The Spirit
Based solely on what I’ve seen (and read) on this adaptation of the comic series from icon in the field Will Eisner, here’s what I could expect from the film- “Sin City”-esque visuals, vivacious vixens, cheesy acting, and noir-ish voiceover. On each of these counts, “The Spirit” delivers in spades.
One thing I did not see (or hear) coming was a score by David Newman (“Serenity”) that could rate with the year’s best. True, it plays like a first cousin to the music Robert Rodriguez, Graeme Revell, and John Debney wrote for “Sin City”- and it can’t completely distract from the comic book performances and sometimes-dull visuals, but deft illusions to Morricone and Elfman combine with old school detective scoring to create a richer sonic universe when the visuals fall short.
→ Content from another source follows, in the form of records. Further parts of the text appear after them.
//! hcsindex Manifest Library
//!
//! Fetches the source PDFs and turns them into a section manifest.
//!
//! # Modules
//!
//! - [`fetch`] - Download source PDFs into the document directory
//! - [`extract`] - Per-page text extraction with lopdf
//! - [`patterns`] - Configurable style/theme label patterns
//! - [`toc`] - Table-of-contents parsing
//! - [`bio`] - Architect biography documents
//! - [`build`] - Build orchestration

pub mod bio;
pub mod build;
pub mod extract;
pub mod fetch;
pub mod patterns;
pub mod toc;

pub use build::{BuildError, BuildStats, IndexedDocument, ManifestBuilder};
pub use extract::{ExtractError, PageSource, PdfDocument, TextPages};
pub use fetch::{FetchError, FetchOutcome, FetchReport, Fetcher, collect_sources, write_template_list};
pub use patterns::{LabelMatch, PatternError, PatternTable};
pub use toc::TocEntry;
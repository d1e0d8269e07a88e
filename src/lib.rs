//! # Lunar Mochi
//!
//! A small animated 3D tableau: rabbits pounding mochi on a cratered moon,
//! under a starfield, with light particles drifting upward.
//!
//! The crate splits into a pure core and a host side. The core has no window
//! and no GPU and is what the tests exercise:
//!
//! - [`terrain`] displaces a plane grid with a wave, random noise and craters,
//!   then recomputes its normals.
//! - [`animator`] advances a fixed-step clock and overwrites the transforms of
//!   the animated actors, and lifts the light particles.
//! - [`scene`] holds the scene graph, the static models and the particle
//!   buffer.
//!
//! The host side ([`viewer`], [`gpu`], [`input`]) opens a window, renders the
//! scene with wgpu and drives one animation tick per frame.
//!
//! ## Quick Start
//!
//! ```no_run
//! use lunar_mochi::prelude::*;
//!
//! fn main() -> Result<(), Box<dyn std::error::Error>> {
//!     let config = SceneConfig {
//!         seed: Some(7),
//!         ..SceneConfig::default()
//!     };
//!     Viewer::new(config)?.run()?;
//!     Ok(())
//! }
//! ```
//!
//! ## Headless use
//!
//! ```
//! use lunar_mochi::prelude::*;
//!
//! let config = SceneConfig { seed: Some(1), ..SceneConfig::default() };
//! let mut scene = Scene::from_config(&config);
//! let mut animator = Animator::new(config.tick_step);
//!
//! for _ in 0..100 {
//!     animator.tick(&mut scene);
//! }
//! assert!((animator.time() - 2.0).abs() < 1e-4);
//! ```

pub mod animator;
pub mod config;
pub mod error;
pub mod gpu;
pub mod input;
pub mod mesh;
pub mod scene;
pub mod terrain;
pub mod time;
pub mod viewer;

pub use animator::{Animator, Rig};
pub use config::SceneConfig;
pub use error::{ConfigError, GpuError, ViewerError};
pub use glam::{Vec2, Vec3, Vec4};
pub use scene::Scene;
pub use terrain::{Crater, VertexGrid};
pub use viewer::Viewer;

/// Convenient re-exports for common usage.
pub mod prelude {
    pub use crate::animator::{animate, drift_particles, Animator, Rig};
    pub use crate::config::SceneConfig;
    pub use crate::error::{ConfigError, GpuError, ViewerError};
    pub use crate::scene::{LightParticles, NodeId, Scene, SceneGraph, Transform};
    pub use crate::terrain::{compute_height, Crater, VertexGrid};
    pub use crate::time::SimClock;
    pub use crate::viewer::Viewer;
    pub use glam::{Vec2, Vec3, Vec4};
}
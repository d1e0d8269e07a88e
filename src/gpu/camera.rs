//! Orbit camera with damped mouse controls.

use glam::{Mat4, Vec3};

use crate::config::CameraConfig;

/// Radians of orbit per pixel dragged.
const ROTATE_SPEED: f32 = 0.005;
/// Pitch limit, just short of looking straight up or down.
const PITCH_LIMIT: f32 = 1.5;
/// Fraction of the distance covered by one wheel notch.
const ZOOM_SPEED: f32 = 0.1;
/// World units panned per pixel, per unit of distance.
const PAN_SPEED: f32 = 0.002;
const MIN_DISTANCE: f32 = 1.0;
const MAX_DISTANCE: f32 = 500.0;

/// Camera orbiting a target point.
///
/// Mouse input is queued with [`rotate`](Self::rotate), [`zoom`](Self::zoom)
/// and [`pan`](Self::pan) and eased in by [`update`](Self::update), once per
/// frame, so motion glides to a stop after the mouse does.
#[derive(Debug, Clone)]
pub struct OrbitCamera {
    /// Horizontal rotation angle in radians.
    pub yaw: f32,
    /// Vertical rotation angle in radians.
    pub pitch: f32,
    /// Distance from the target point.
    pub distance: f32,
    /// Point the camera orbits around.
    pub target: Vec3,
    /// Vertical field of view in radians.
    pub fov_y: f32,
    pub near: f32,
    pub far: f32,
    damping: f32,
    pending_yaw: f32,
    pending_pitch: f32,
    pending_zoom: f32,
    pending_pan: Vec3,
}

impl OrbitCamera {
    /// Place the camera at `position` looking at `target`.
    pub fn from_position(position: Vec3, target: Vec3) -> Self {
        let offset = position - target;
        let distance = offset.length().max(MIN_DISTANCE);
        Self {
            yaw: offset.x.atan2(offset.z),
            pitch: (offset.y / distance).clamp(-1.0, 1.0).asin(),
            distance,
            target,
            fov_y: 60f32.to_radians(),
            near: 0.1,
            far: 1000.0,
            damping: 0.0,
            pending_yaw: 0.0,
            pending_pitch: 0.0,
            pending_zoom: 0.0,
            pending_pan: Vec3::ZERO,
        }
    }

    pub fn from_config(config: &CameraConfig) -> Self {
        let mut camera = Self::from_position(Vec3::from(config.position), Vec3::from(config.target));
        camera.fov_y = config.fov_y.to_radians();
        camera.near = config.near;
        camera.far = config.far;
        camera.damping = config.damping;
        camera
    }

    pub fn with_damping(mut self, damping: f32) -> Self {
        self.damping = damping.clamp(0.0, 1.0);
        self
    }

    /// Calculate the camera's world position.
    pub fn position(&self) -> Vec3 {
        let x = self.distance * self.pitch.cos() * self.yaw.sin();
        let y = self.distance * self.pitch.sin();
        let z = self.distance * self.pitch.cos() * self.yaw.cos();
        self.target + Vec3::new(x, y, z)
    }

    /// Queue an orbit from a mouse drag of `dx, dy` pixels.
    pub fn rotate(&mut self, dx: f32, dy: f32) {
        self.pending_yaw -= dx * ROTATE_SPEED;
        self.pending_pitch += dy * ROTATE_SPEED;
    }

    /// Queue a zoom of `notches` wheel steps; positive moves closer.
    pub fn zoom(&mut self, notches: f32) {
        self.pending_zoom += notches * ZOOM_SPEED;
    }

    /// Queue a pan of the target from a drag of `dx, dy` pixels.
    pub fn pan(&mut self, dx: f32, dy: f32) {
        let forward = (self.target - self.position()).normalize_or_zero();
        let right = forward.cross(Vec3::Y).normalize_or_zero();
        let up = right.cross(forward);
        let scale = self.distance * PAN_SPEED;
        self.pending_pan += (-right * dx + up * dy) * scale;
    }

    /// Apply queued motion for one frame.
    pub fn update(&mut self) {
        let factor = if self.damping > 0.0 { self.damping } else { 1.0 };

        self.yaw += self.pending_yaw * factor;
        self.pitch = (self.pitch + self.pending_pitch * factor).clamp(-PITCH_LIMIT, PITCH_LIMIT);
        self.distance = (self.distance * (-self.pending_zoom * factor).exp()).clamp(MIN_DISTANCE, MAX_DISTANCE);
        self.target += self.pending_pan * factor;

        let keep = 1.0 - factor;
        self.pending_yaw *= keep;
        self.pending_pitch *= keep;
        self.pending_zoom *= keep;
        self.pending_pan *= keep;
    }

    /// Calculate the view matrix for rendering.
    pub fn view_matrix(&self) -> Mat4 {
        Mat4::look_at_rh(self.position(), self.target, Vec3::Y)
    }

    pub fn projection(&self, aspect: f32) -> Mat4 {
        Mat4::perspective_rh(self.fov_y, aspect, self.near, self.far)
    }
}

impl Default for OrbitCamera {
    fn default() -> Self {
        Self::from_config(&CameraConfig::default())
    }
}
They don’t all the time. While it’s inescapable to see writer-director Frank Miller (the comic icon behind “300,” “Sin City,” and “Batman: Year One”) aping the artificial visual look he and Robert Rodriguez created for the cinematic “Sin City,” Miller and cinematographer Bill Pope (“Spider-Man 2” and the “Matrix” trilogy) have a keen eye for evocative imagery, even if the action borders on self-parody.
The visuals aren’t alone in that. It’s hard to take this noir/superhero hybrid seriously when the main character (played uncharismatically by Gabriel Macht) is wearing a cheap Zorro mask around his eyes, everybody’s acting (even Samuel L. Jackson as The Octopus) seems ripped from the Ed Wood school of performance art (although the idiot clones were pretty funny), and every action scene feels like it should be punctuated with “Pow!!” and other throwbacks to the ’60s “Batman” TV series. Well, at least Miller gave us great-looking women (from bombshells Eva Mendes and Scarlett Johansson to the more subtly-gorgeous Sarah Paulson) to look at. Maybe a little bit of cheese is what the doctor ordered for such a self-conscious hero’s tale, but think of what could have been so much more…cooler.